# P&O - British no more?



## Principe_Perfeito (Aug 21, 2005)

*P&O shareholders vote to accept DP World takeover... RIP P&O*

From Direct Ferries:
http://www.directferries.co.uk/news/2006february.htm#L1

*P&O shareholders vote to accept DP World takeover*
_Date: 14 Feb 2006
Source: Lloyds List_

P&O shareholders voted overwhelmingly in favour of DP World’s $6.8bn takeover offer late yesterday but not before the board had faced angry questioning over the sale of the company to a foreign buyer from a small but vociferous band of opponents. 

More than 99% of shareholders voted through a series of resolutions in support of P&O’s sale to the Dubai ports company at an extraordinary general meeting held just days after a rival bid by Singapore’s PSA Corp was withdrawn. 

Chairman Sir John Parker confirmed that the new owner would continue to use the P&O name that had helped boost the price to be paid for the ports and ferries group to an unprecedented level. 

“DP World see that part of the value of P&O is in its name and they intend to retain that brand,” Sir John said. 

Sultan Ahmed Bin Sulayem, chairman of DP World, told Lloyd’s List he was “very happy” with the result which he said was a vote of confidence in his company and its plans for the future of P&O. 

The structure of the greatly enlarged group would be determined very soon, he said at the end of the EGM. Mr Bin Sulayem also moved to dispel concern about the future of P&O’s ferry operations. “We have bought everything including the ferries and we will look at every asset and how to grow them,” he promised. 
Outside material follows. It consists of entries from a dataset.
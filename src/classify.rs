//! Log-line classification.
//!
//! Each physical trace line maps to exactly one [`LineEvent`]. Markers are
//! checked in a fixed order (start, update, payload, completion) so the kinds
//! stay mutually exclusive even when a line happens to contain two markers.

use regex::Regex;
use std::sync::OnceLock;

use crate::constants::markers::{
    TRANSACTION_COMPLETE, TRANSACTION_START, UPDATE_ATTEMPT, XML_DOCUMENT_START,
};
use crate::identifier::normalize_account_id;
use crate::timestamp::{TimestampPrefix, inspect_prefix};
use crate::types::{AccountId, LineNumber, VisitCount};

/// Event kind recognized on one trace line.
#[derive(Clone, Debug, PartialEq, Eq)]
pub enum LineEvent {
    /// `Starting API call for Purdue ID: <id>` opens a transaction.
    TransactionStart {
        /// Canonical identifier of the account.
        account: AccountId,
    },
    /// `PUT Request URL: .../users/<id>?...` marks the external update.
    UpdateAttempt {
        /// Canonical identifier from the request path.
        account: AccountId,
    },
    /// The line starts an XML document; the block is assembled by the reader.
    ResponsePayload {
        /// Byte offset of the `<?xml` marker within the line.
        offset: usize,
    },
    /// `Logged check-in for user: <id>` with an optional `Visit #<n>`.
    TransactionComplete {
        /// Canonical identifier of the account.
        account: AccountId,
        /// Visit number, when the line carries one.
        visit: Option<VisitCount>,
    },
    /// Anything else, including marker lines whose identifier is not valid.
    Other,
}

/// One physical line of a debug trace with its derived fields.
#[derive(Clone, Debug)]
pub struct LogLine {
    /// One-based line number within the trace.
    pub number: LineNumber,
    /// Raw text without the line terminator.
    pub text: String,
    /// Leading timestamp inspection result.
    pub prefix: TimestampPrefix,
    /// Classified event kind.
    pub event: LineEvent,
}

impl LogLine {
    /// Derive timestamp and classification for a raw line.
    pub fn parse(number: LineNumber, text: impl Into<String>) -> Self {
        let text = text.into();
        let prefix = inspect_prefix(&text);
        let event = classify_line(&text);
        Self {
            number,
            text,
            prefix,
            event,
        }
    }

    /// True if this line begins a new log record (carries any bracketed prefix).
    pub fn starts_record(&self) -> bool {
        !matches!(self.prefix, TimestampPrefix::Absent)
    }
}

fn start_re() -> &'static Regex {
    static START_RE: OnceLock<Regex> = OnceLock::new();
    START_RE.get_or_init(|| {
        Regex::new(r"Starting API call for [^:]*:\s*(\w+)").expect("valid start regex")
    })
}

fn update_re() -> &'static Regex {
    static UPDATE_RE: OnceLock<Regex> = OnceLock::new();
    UPDATE_RE.get_or_init(|| {
        Regex::new(r"PUT Request URL: .*?/users/(\w+)\?").expect("valid update regex")
    })
}

fn complete_re() -> &'static Regex {
    static COMPLETE_RE: OnceLock<Regex> = OnceLock::new();
    COMPLETE_RE.get_or_init(|| {
        Regex::new(r"Logged check-in for user:\s*(\w+)").expect("valid completion regex")
    })
}

fn visit_re() -> &'static Regex {
    static VISIT_RE: OnceLock<Regex> = OnceLock::new();
    VISIT_RE.get_or_init(|| Regex::new(r"Visit #(\d+)").expect("valid visit regex"))
}

/// Classify a single line by its textual markers.
pub fn classify_line(line: &str) -> LineEvent {
    if line.contains(TRANSACTION_START) {
        return capture_account(start_re(), line)
            .map(|account| LineEvent::TransactionStart { account })
            .unwrap_or(LineEvent::Other);
    }
    if line.contains(UPDATE_ATTEMPT) {
        return capture_account(update_re(), line)
            .map(|account| LineEvent::UpdateAttempt { account })
            .unwrap_or(LineEvent::Other);
    }
    if let Some(offset) = line.find(XML_DOCUMENT_START) {
        return LineEvent::ResponsePayload { offset };
    }
    if line.contains(TRANSACTION_COMPLETE) {
        return capture_account(complete_re(), line)
            .map(|account| LineEvent::TransactionComplete {
                account,
                visit: extract_visit_count(line),
            })
            .unwrap_or(LineEvent::Other);
    }
    LineEvent::Other
}

/// Extract `n` from `Visit #n`.
pub fn extract_visit_count(line: &str) -> Option<VisitCount> {
    visit_re()
        .captures(line)
        .and_then(|caps| caps[1].parse::<VisitCount>().ok())
}

fn capture_account(pattern: &Regex, line: &str) -> Option<AccountId> {
    pattern
        .captures(line)
        .and_then(|caps| normalize_account_id(&caps[1]))
}
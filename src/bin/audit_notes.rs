use std::process::ExitCode;

fn main() -> ExitCode {
    let mut stdout = std::io::stdout();
    let result = checkin_recovery::apps::run_audit_notes(std::env::args().skip(1), &mut stdout);
    checkin_recovery::apps::exit_status(result)
}
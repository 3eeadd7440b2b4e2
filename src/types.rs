use chrono::DateTime;
use chrono_tz::Tz;

/// Canonical account identifier produced by the identifier normalizer.
/// Examples: `12345678`, `2345678901`
pub type AccountId = String;
/// Raw identifier text as it appears in a log line, before normalization.
/// Examples: `0012345678`, `12345678901`, `00-1234-5678`
pub type RawIdentifier = String;
/// Category (user group) label read from a response payload.
/// Examples: `Student`, `Faculty`, `GRAD`
pub type CategoryLabel = String;
/// Visit number carried by a completion line.
/// Example: `3` from `Visit #3`
pub type VisitCount = u32;
/// One-based physical line number within a debug trace.
pub type LineNumber = usize;
/// Timestamp localized to the configured civil time zone.
/// Example: `2025-02-14 09:30:12 EST`
pub type LocalTimestamp = DateTime<Tz>;
/// Raw bracketed timestamp text kept verbatim for reporting.
/// Example: `2025-02-14 09:30:12`
pub type TimestampText = String;
/// Raw XML payload block assembled from one or more trace lines.
/// Example: `<?xml version="1.0"?><user><user_group>Student</user_group></user>`
pub type PayloadText = String;
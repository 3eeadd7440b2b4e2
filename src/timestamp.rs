use chrono::{NaiveDateTime, TimeZone};
use chrono_tz::Tz;
use regex::Regex;
use std::sync::OnceLock;

use crate::constants::timestamp::LOG_TIMESTAMP_FORMAT;
use crate::types::LocalTimestamp;

/// Outcome of inspecting a line's leading bracketed timestamp.
#[derive(Clone, Copy, Debug, PartialEq, Eq)]
pub enum TimestampPrefix {
    /// The line does not start with a bracketed token (continuation lines).
    Absent,
    /// A bracketed token is present but is not a valid timestamp.
    Malformed,
    /// A valid wall-clock timestamp.
    Parsed(NaiveDateTime),
}

impl TimestampPrefix {
    /// Parsed timestamp, if any.
    pub fn parsed(self) -> Option<NaiveDateTime> {
        match self {
            Self::Parsed(value) => Some(value),
            _ => None,
        }
    }
}

fn embedded_timestamp_re() -> &'static Regex {
    static EMBEDDED_TIMESTAMP_RE: OnceLock<Regex> = OnceLock::new();
    EMBEDDED_TIMESTAMP_RE.get_or_init(|| {
        Regex::new(r"\[([\d-]+ [\d:]+)\]").expect("valid embedded timestamp regex")
    })
}

/// Return the text of the line's leading `[...]` token, if it has one.
pub fn leading_bracket_token(line: &str) -> Option<&str> {
    let rest = line.strip_prefix('[')?;
    let end = rest.find(']')?;
    Some(&rest[..end])
}

/// Classify the line's leading bracketed token as absent, malformed, or parsed.
pub fn inspect_prefix(line: &str) -> TimestampPrefix {
    match leading_bracket_token(line) {
        None => TimestampPrefix::Absent,
        Some(token) => match NaiveDateTime::parse_from_str(token, LOG_TIMESTAMP_FORMAT) {
            Ok(value) => TimestampPrefix::Parsed(value),
            Err(_) => TimestampPrefix::Malformed,
        },
    }
}

/// Parse the leading `[YYYY-MM-DD HH:MM:SS]` timestamp. Returns `None` when
/// the prefix is missing or does not parse.
pub fn parse_wall_clock(line: &str) -> Option<NaiveDateTime> {
    inspect_prefix(line).parsed()
}

/// Attach the civil time zone to a wall-clock timestamp.
///
/// Times repeated by a daylight-saving fall-back resolve to the earlier
/// instant. Times skipped by a spring-forward gap return `None`.
pub fn localize(wall_clock: NaiveDateTime, zone: Tz) -> Option<LocalTimestamp> {
    zone.from_local_datetime(&wall_clock).earliest()
}

/// Parse the leading timestamp and localize it to `zone`.
pub fn parse_local_timestamp(line: &str, zone: Tz) -> Option<LocalTimestamp> {
    parse_wall_clock(line).and_then(|wall_clock| localize(wall_clock, zone))
}

/// Find the first bracketed date-time anywhere in the line and return it
/// verbatim (no validation), as the discrepancy report shows it.
pub fn find_timestamp_text(line: &str) -> Option<&str> {
    embedded_timestamp_re()
        .captures(line)
        .and_then(|caps| caps.get(1))
        .map(|token| token.as_str())
}

/// Render a localized timestamp at second precision in the log format.
pub fn format_second(timestamp: &LocalTimestamp) -> String {
    timestamp.format(LOG_TIMESTAMP_FORMAT).to_string()
}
After the EGM, former P&O chairman Lord Sterling praised the board for what had “not been an easy decision”. 

He also paid tribute to Dubai – “fast becoming one of the world’s great city states”. 

P&O will be delisted next month. The timetable is for shareholders to receive their money by March 16. 
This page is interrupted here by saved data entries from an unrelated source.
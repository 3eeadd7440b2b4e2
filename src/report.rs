//! Discrepancy report: accounts seen in the debug trace but absent from the
//! canonical store.

use indexmap::IndexMap;
use serde::Serialize;
use std::collections::BTreeSet;
use std::io::{self, Write};
use std::path::Path;
use tracing::info;

use crate::config::ReportConfig;
use crate::constants::logging::COMPARE_TAG;
use crate::errors::RecoveryError;
use crate::identifier::find_account_id;
use crate::store::CheckinLog;
use crate::timestamp::find_timestamp_text;
use crate::transport::fs::DebugTrace;
use crate::types::{AccountId, TimestampText};

/// Where an account was first seen in the trace.
#[derive(Clone, Debug, PartialEq, Eq, Serialize)]
pub struct FirstSighting {
    /// Bracketed timestamp text of the line, verbatim.
    pub timestamp: Option<TimestampText>,
    /// The originating line, trimmed.
    pub line: String,
}

/// Accounts mentioned in the trace, keyed by canonical identifier, in
/// order of first appearance.
#[derive(Clone, Debug, Default)]
pub struct TraceAccounts {
    sightings: IndexMap<AccountId, FirstSighting>,
}

impl TraceAccounts {
    /// Scan lines for `Purdue ID: n` / `user: n` mentions, keeping the first
    /// sighting per canonical identifier.
    pub fn collect<'a>(lines: impl IntoIterator<Item = &'a str>) -> Self {
        let mut accounts = Self::default();
        for line in lines {
            let Some(account) = find_account_id(line) else {
                continue;
            };
            accounts
                .sightings
                .entry(account)
                .or_insert_with(|| FirstSighting {
                    timestamp: find_timestamp_text(line).map(str::to_string),
                    line: line.trim().to_string(),
                });
        }
        accounts
    }

    /// Number of unique canonical identifiers.
    pub fn len(&self) -> usize {
        self.sightings.len()
    }

    /// True if no identifiers were found.
    pub fn is_empty(&self) -> bool {
        self.sightings.is_empty()
    }

    /// First sighting of `account`.
    pub fn sighting(&self, account: &str) -> Option<&FirstSighting> {
        self.sightings.get(account)
    }
}

/// One account present in the trace but missing from the store.
#[derive(Clone, Debug, PartialEq, Eq, Serialize)]
pub struct MissingAccount {
    /// Canonical identifier.
    pub account: AccountId,
    /// First sighting in the trace.
    #[serde(flatten)]
    pub first_seen: FirstSighting,
}

/// Comparison result between the trace and the store.
#[derive(Clone, Debug, PartialEq, Eq, Serialize)]
pub struct DiscrepancyReport {
    /// Missing accounts sorted ascending by identifier.
    pub missing: Vec<MissingAccount>,
    /// Unique identifiers in the trace.
    pub trace_unique: usize,
    /// Unique identifiers in the store.
    pub store_unique: usize,
}

impl DiscrepancyReport {
    /// Compare trace accounts against store accounts.
    pub fn compare(trace: &TraceAccounts, store: &BTreeSet<AccountId>) -> Self {
        let mut missing: Vec<MissingAccount> = trace
            .sightings
            .iter()
            .filter(|(account, _)| !store.contains(*account))
            .map(|(account, sighting)| MissingAccount {
                account: account.clone(),
                first_seen: sighting.clone(),
            })
            .collect();
        missing.sort_by(|a, b| a.account.cmp(&b.account));
        Self {
            missing,
            trace_unique: trace.len(),
            store_unique: store.len(),
        }
    }

    /// Write the human-readable report, naming the inputs by file name.
    pub fn write_text(&self, config: &ReportConfig, out: &mut dyn Write) -> io::Result<()> {
        let trace_name = display_name(&config.debug_log);
        let store_name = display_name(&config.checkin_log);
        if self.missing.is_empty() {
            writeln!(
                out,
                "\nNo missing IDs found - all IDs in {trace_name} are present in {store_name}"
            )?;
        } else {
            writeln!(
                out,
                "\nFound {} IDs in {trace_name} that are missing from {store_name}:",
                self.missing.len()
            )?;
            for entry in &self.missing {
                writeln!(out, "\nMissing ID: {}", entry.account)?;
                writeln!(
                    out,
                    "Timestamp: {}",
                    entry.first_seen.timestamp.as_deref().unwrap_or("-")
                )?;
                writeln!(out, "Log entry: {}", entry.first_seen.line)?;
            }
        }
        writeln!(out, "\nTotal unique IDs in {trace_name}: {}", self.trace_unique)?;
        writeln!(out, "Total unique IDs in {store_name}: {}", self.store_unique)?;
        Ok(())
    }

    /// Write the report as pretty-printed JSON.
    pub fn write_json(&self, out: &mut dyn Write) -> io::Result<()> {
        serde_json::to_writer_pretty(&mut *out, self)?;
        writeln!(out)
    }
}

/// Load both inputs named by `config` and compare them.
pub fn build_report(config: &ReportConfig) -> Result<DiscrepancyReport, RecoveryError> {
    let trace = DebugTrace::open(&config.debug_log)?;
    let store = CheckinLog::read(&config.checkin_log)?;
    let trace_accounts = TraceAccounts::collect(trace.raw_lines());
    let store_accounts = store.account_ids();
    let report = DiscrepancyReport::compare(&trace_accounts, &store_accounts);
    info!(
        "{} {} trace ids, {} store ids, {} missing ({} store rows skipped)",
        COMPARE_TAG,
        report.trace_unique,
        report.store_unique,
        report.missing.len(),
        store.skipped()
    );
    Ok(report)
}

fn display_name(path: &Path) -> String {
    path.file_name()
        .map(|name| name.to_string_lossy().into_owned())
        .unwrap_or_else(|| path.display().to_string())
}

#[cfg(test)]
mod tests {
    use super::*;

    const TRACE: &str = "\
[2025-02-14 09:30:12] [INFO] Starting API call for Purdue ID: 0011111111
[2025-02-14 09:30:14] [INFO] Logged check-in for user: 11111111 (Visit #1)
[2025-02-14 09:31:00] [INFO] Starting API call for Purdue ID: 22222222
[2025-02-14 09:32:00] [INFO] Starting API call for Purdue ID: 33333333
[2025-02-14 09:33:00] [INFO] Starting API call for Purdue ID: 1234
";

    fn store(ids: &[&str]) -> BTreeSet<AccountId> {
        ids.iter().map(|id| id.to_string()).collect()
    }

    #[test]
    fn collect_keeps_first_sighting_per_account() {
        let accounts = TraceAccounts::collect(TRACE.lines());
        assert_eq!(accounts.len(), 3);
        let first = accounts.sighting("11111111").unwrap();
        assert_eq!(first.timestamp.as_deref(), Some("2025-02-14 09:30:12"));
        assert!(first.line.ends_with("Purdue ID: 0011111111"));
    }

    #[test]
    fn compare_reports_trace_only_accounts_sorted() {
        let accounts = TraceAccounts::collect(TRACE.lines());
        let report = DiscrepancyReport::compare(&accounts, &store(&["22222222"]));
        let missing: Vec<&str> = report.missing.iter().map(|m| m.account.as_str()).collect();
        assert_eq!(missing, vec!["11111111", "33333333"]);
        assert_eq!(report.trace_unique, 3);
        assert_eq!(report.store_unique, 1);
        assert_eq!(
            report.missing[1].first_seen.timestamp.as_deref(),
            Some("2025-02-14 09:32:00")
        );
    }

    #[test]
    fn text_report_names_inputs() {
        let accounts = TraceAccounts::collect(TRACE.lines());
        let report =
            DiscrepancyReport::compare(&accounts, &store(&["11111111", "22222222", "33333333"]));
        let mut out = Vec::new();
        report.write_text(&ReportConfig::default(), &mut out).unwrap();
        let text = String::from_utf8(out).unwrap();
        assert!(text.contains("No missing IDs found - all IDs in debug.log are present in checkin_log.csv"));
        assert!(text.contains("Total unique IDs in debug.log: 3"));
        assert!(text.contains("Total unique IDs in checkin_log.csv: 3"));
    }

    #[test]
    fn json_report_flattens_sightings() {
        let accounts = TraceAccounts::collect(TRACE.lines());
        let report = DiscrepancyReport::compare(&accounts, &store(&[]));
        let mut out = Vec::new();
        report.write_json(&mut out).unwrap();
        let value: serde_json::Value = serde_json::from_slice(&out).unwrap();
        assert_eq!(value["trace_unique"], 3);
        assert_eq!(value["missing"][0]["account"], "11111111");
        assert_eq!(value["missing"][0]["timestamp"], "2025-02-14 09:30:12");
    }
}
During a series of stockholder meetings at the Wembley Conference Centre, Sir John stressed that P&O was not up for sale when it first received an approach from DP World last November, followed by another from PSA Corp. 

That was subsequently topped by Dubai which is paying 520 pence per share. PSA, which had offered 470 pence, quit the takeover battle late last week. 
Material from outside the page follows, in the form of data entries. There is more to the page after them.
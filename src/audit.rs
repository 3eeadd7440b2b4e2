//! Agreement-note audit over the accounts in the canonical store.
//!
//! The remote library system is reached only through [`UserDirectory`].
//! Each account is checked independently: a failed fetch or an unreadable
//! record is counted and the batch moves on.

use serde::Serialize;
use std::collections::HashMap;
use std::fs;
use std::io::{self, Write};
use std::path::{Path, PathBuf};
use tracing::{info, warn};

use crate::constants::audit::{
    AGREEMENT_NOTE_TEXT, EXPECTED_NOTE_SEGMENT, NOTE_ELEMENT, NOTE_SEGMENT_ATTRIBUTE,
    NOTE_TEXT_ELEMENT, RECORD_EXTENSION,
};
use crate::constants::logging::AUDIT_TAG;
use crate::errors::RecoveryError;
use crate::payload::{element_text, find_element, parse_document};
use crate::store::CheckinLog;

/// Read access to account records held by the remote library system.
pub trait UserDirectory {
    /// Fetch the full XML record for `account`.
    fn fetch_user(&self, account: &str) -> Result<String, RecoveryError>;
}

/// Directory backed by a map of account to XML record.
#[derive(Clone, Debug, Default)]
pub struct InMemoryDirectory {
    records: HashMap<String, String>,
}

impl InMemoryDirectory {
    /// Create an empty directory.
    pub fn new() -> Self {
        Self::default()
    }

    /// Add or replace the record for `account`.
    pub fn with_record(mut self, account: impl Into<String>, xml: impl Into<String>) -> Self {
        self.records.insert(account.into(), xml.into());
        self
    }
}

impl UserDirectory for InMemoryDirectory {
    fn fetch_user(&self, account: &str) -> Result<String, RecoveryError> {
        self.records
            .get(account)
            .cloned()
            .ok_or_else(|| RecoveryError::RemoteUnavailable {
                account: account.to_string(),
                reason: "no such user".to_string(),
            })
    }
}

/// Directory of exported account records, one `<account>.xml` file each.
#[derive(Clone, Debug)]
pub struct ExportDirectory {
    root: PathBuf,
}

impl ExportDirectory {
    /// Use the records under `root`; the directory must exist.
    pub fn open(root: impl Into<PathBuf>) -> Result<Self, RecoveryError> {
        let root = root.into();
        if !root.is_dir() {
            return Err(RecoveryError::InputMissing { path: root });
        }
        Ok(Self { root })
    }

    /// Directory the records are read from.
    pub fn root(&self) -> &Path {
        &self.root
    }
}

impl UserDirectory for ExportDirectory {
    fn fetch_user(&self, account: &str) -> Result<String, RecoveryError> {
        let path = self.root.join(format!("{account}.{RECORD_EXTENSION}"));
        fs::read_to_string(&path).map_err(|err| RecoveryError::RemoteUnavailable {
            account: account.to_string(),
            reason: format!("{}: {}", path.display(), err),
        })
    }
}

/// Agreement-note state of one account record.
#[derive(Clone, Debug, PartialEq, Eq)]
pub enum AgreementStatus {
    /// The note exists in the expected segment.
    Compliant,
    /// The note exists in another (or no) segment.
    WrongSegment(Option<String>),
    /// The record has no agreement note.
    Missing,
}

/// Inspect a user record; `None` when the XML is unreadable.
pub fn agreement_status(user_xml: &str) -> Option<AgreementStatus> {
    let document = parse_document(user_xml)?;
    let note = document
        .descendants()
        .filter(|node| node.is_element() && node.has_tag_name(NOTE_ELEMENT))
        .find(|note| {
            find_element(*note, NOTE_TEXT_ELEMENT)
                .and_then(element_text)
                .is_some_and(|text| text.contains(AGREEMENT_NOTE_TEXT))
        });
    let Some(note) = note else {
        return Some(AgreementStatus::Missing);
    };
    match note.attribute(NOTE_SEGMENT_ATTRIBUTE) {
        Some(EXPECTED_NOTE_SEGMENT) => Some(AgreementStatus::Compliant),
        other => Some(AgreementStatus::WrongSegment(other.map(str::to_string))),
    }
}

/// Tallies for one audit batch.
#[derive(Clone, Copy, Debug, Default, PartialEq, Eq, Serialize)]
pub struct AuditSummary {
    /// Accounts attempted.
    pub processed: usize,
    /// Accounts whose note is in the expected segment.
    pub compliant: usize,
    /// Accounts whose note is in another segment.
    pub wrong_segment: usize,
    /// Accounts without the note.
    pub missing_note: usize,
    /// Accounts that could not be fetched or read.
    pub failed: usize,
}

impl AuditSummary {
    /// Write a human-readable summary.
    pub fn write_text(&self, out: &mut dyn Write) -> io::Result<()> {
        writeln!(out, "Total users processed: {}", self.processed)?;
        writeln!(out, "Users with note in expected segment: {}", self.compliant)?;
        writeln!(out, "Users with note in wrong segment: {}", self.wrong_segment)?;
        writeln!(out, "Users without agreement note: {}", self.missing_note)?;
        writeln!(out, "Users with errors: {}", self.failed)
    }
}

/// Audit every real account recorded in `log`.
pub fn audit_store<D>(directory: &D, log: &CheckinLog) -> AuditSummary
where
    D: UserDirectory + ?Sized,
{
    let accounts = log.unique_accounts();
    info!("{} auditing {} accounts", AUDIT_TAG, accounts.len());
    audit_accounts(directory, accounts.iter().map(String::as_str))
}

/// Check every account's agreement note through `directory`.
pub fn audit_accounts<'a, D>(
    directory: &D,
    accounts: impl IntoIterator<Item = &'a str>,
) -> AuditSummary
where
    D: UserDirectory + ?Sized,
{
    let mut summary = AuditSummary::default();
    for account in accounts {
        summary.processed += 1;
        let xml = match directory.fetch_user(account) {
            Ok(xml) => xml,
            Err(err) => {
                warn!("{} {}", AUDIT_TAG, err);
                summary.failed += 1;
                continue;
            }
        };
        match agreement_status(&xml) {
            Some(AgreementStatus::Compliant) => summary.compliant += 1,
            Some(AgreementStatus::WrongSegment(segment)) => {
                info!(
                    "{} user {} has agreement note in {} segment",
                    AUDIT_TAG,
                    account,
                    segment.as_deref().unwrap_or("no")
                );
                summary.wrong_segment += 1;
            }
            Some(AgreementStatus::Missing) => summary.missing_note += 1,
            None => {
                warn!("{} user {} record is not readable XML", AUDIT_TAG, account);
                summary.failed += 1;
            }
        }
    }
    summary
}

#[cfg(test)]
mod tests {
    use super::*;

    fn user_xml(note: &str) -> String {
        format!(
            r#"<?xml version="1.0" encoding="UTF-8" standalone="yes"?>
<user>
  <primary_id>12345678</primary_id>
  <user_notes>{note}</user_notes>
</user>"#
        )
    }

    fn agreement_note(segment: &str) -> String {
        format!(
            r#"<user_note segment_type="{segment}"><note_type>CIRCULATION</note_type><note_text>Agreed to Knowledge Lab User Agreement</note_text></user_note>"#
        )
    }

    #[test]
    fn status_detects_segment_and_absence() {
        assert_eq!(
            agreement_status(&user_xml(&agreement_note("Internal"))),
            Some(AgreementStatus::Compliant)
        );
        assert_eq!(
            agreement_status(&user_xml(&agreement_note("External"))),
            Some(AgreementStatus::WrongSegment(Some("External".to_string())))
        );
        assert_eq!(
            agreement_status(&user_xml(
                "<user_note><note_text>Paid fine</note_text></user_note>"
            )),
            Some(AgreementStatus::Missing)
        );
        assert_eq!(agreement_status("<user>"), None);
    }

    #[test]
    fn audit_counts_failures_and_continues() {
        let directory = InMemoryDirectory::new()
            .with_record("11111111", user_xml(&agreement_note("Internal")))
            .with_record("22222222", user_xml(&agreement_note("External")))
            .with_record("33333333", user_xml(""))
            .with_record("44444444", "not xml");
        let summary = audit_accounts(
            &directory,
            ["11111111", "22222222", "33333333", "44444444", "55555555"],
        );
        assert_eq!(
            summary,
            AuditSummary {
                processed: 5,
                compliant: 1,
                wrong_segment: 1,
                missing_note: 1,
                failed: 2,
            }
        );

        let mut out = Vec::new();
        summary.write_text(&mut out).unwrap();
        assert!(String::from_utf8(out).unwrap().contains("Users with errors: 2"));
    }

    #[test]
    fn export_directory_reads_one_file_per_account() {
        let temp = tempfile::tempdir().unwrap();
        fs::write(
            temp.path().join("11111111.xml"),
            user_xml(&agreement_note("Internal")),
        )
        .unwrap();
        let directory = ExportDirectory::open(temp.path()).unwrap();
        assert_eq!(directory.root(), temp.path());

        let summary = audit_accounts(&directory, ["11111111", "22222222"]);
        assert_eq!(summary.compliant, 1);
        assert_eq!(summary.failed, 1);
        assert!(matches!(
            directory.fetch_user("22222222"),
            Err(RecoveryError::RemoteUnavailable { .. })
        ));

        assert!(matches!(
            ExportDirectory::open(temp.path().join("absent")),
            Err(RecoveryError::InputMissing { .. })
        ));
    }

    #[test]
    fn store_audit_skips_placeholder_accounts() {
        let log = CheckinLog::from_text(
            "11111111,2025-02-14 09:30:12,Student\nUNKNOWN,2025-02-14 09:31:00,\n11111111,2025-02-15 10:00:00,Student\nERROR_404,2025-02-14 09:32:00,\n",
        );
        let directory =
            InMemoryDirectory::new().with_record("11111111", user_xml(&agreement_note("Internal")));
        let summary = audit_store(&directory, &log);
        assert_eq!(summary.processed, 1);
        assert_eq!(summary.compliant, 1);
        assert_eq!(summary.failed, 0);
    }
}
Both approaches were unsolicited, Sir John told the meeting. Furthermore, the final offer from DP World represented a 71% premium over the price P&O shares were trading at before the Dubai ports company first made contact. That had raised the value of P&O by £1.6bn ($2.8bn) since the first bid was tabled. 

While non-executive directors and the chairman will step down as soon as the sale is completed, Sir John said P&O’s chief executive Robert Woods would be staying on to assist with the integration process. 

Despite the amount P&O will be sold for, small shareholders attacked directors for recommending the bid. 

“I am astounded by your lack of patriotism,” Captain David Hawker, a fierce opponent for the deal and a familiar shareholder dissident, told the meeting of around 200 people including a delegation from Dubai. 

“Seafarers built the British Empire, he continued, to applause from other individuals.

-----------------------

P&O - _SIC TRANSIT GLORIA MUNDI_

Best regards from Lisbon,
Paulo Mestre


----------



## froggie (Sep 25, 2005)

On Sunday 4 February 1951 at 9pm HIMALAYA and CHUSAN passed each other in the Indian Ocean. The poet A.P.Herbert wrote:

"Ah, yes, the distant stranger in the night
May leave no memory but one red light.
But you should see two sisters pass in style
No farther than a fraction of a mile.
The latest, swiftest of a splendid line,
As like as bottles of a noble wine.
The houseflag flutters in a flood of light, 
Salute of sirens shocking the velvet night.
Here are no strangers. Officer and man
are life-long members of a loyal clan.
We crowd the rails, mere passengers and yell,
Tonight, proud ownere of the line as well.
Such vessels for a centuryand more,
Have made the sea as solid as the shore.
Such ships have made all capricorn a friend,
And Sydney not much further than Southend.
(And may we whisper, every vessel flies
The ancient flag of Private Enterprise).
The lights, the signals die. The sisters part
But something bright long lingers in the heart:
And British breasts may be allowed to swell,
For here's a thing we still do rether well.


----------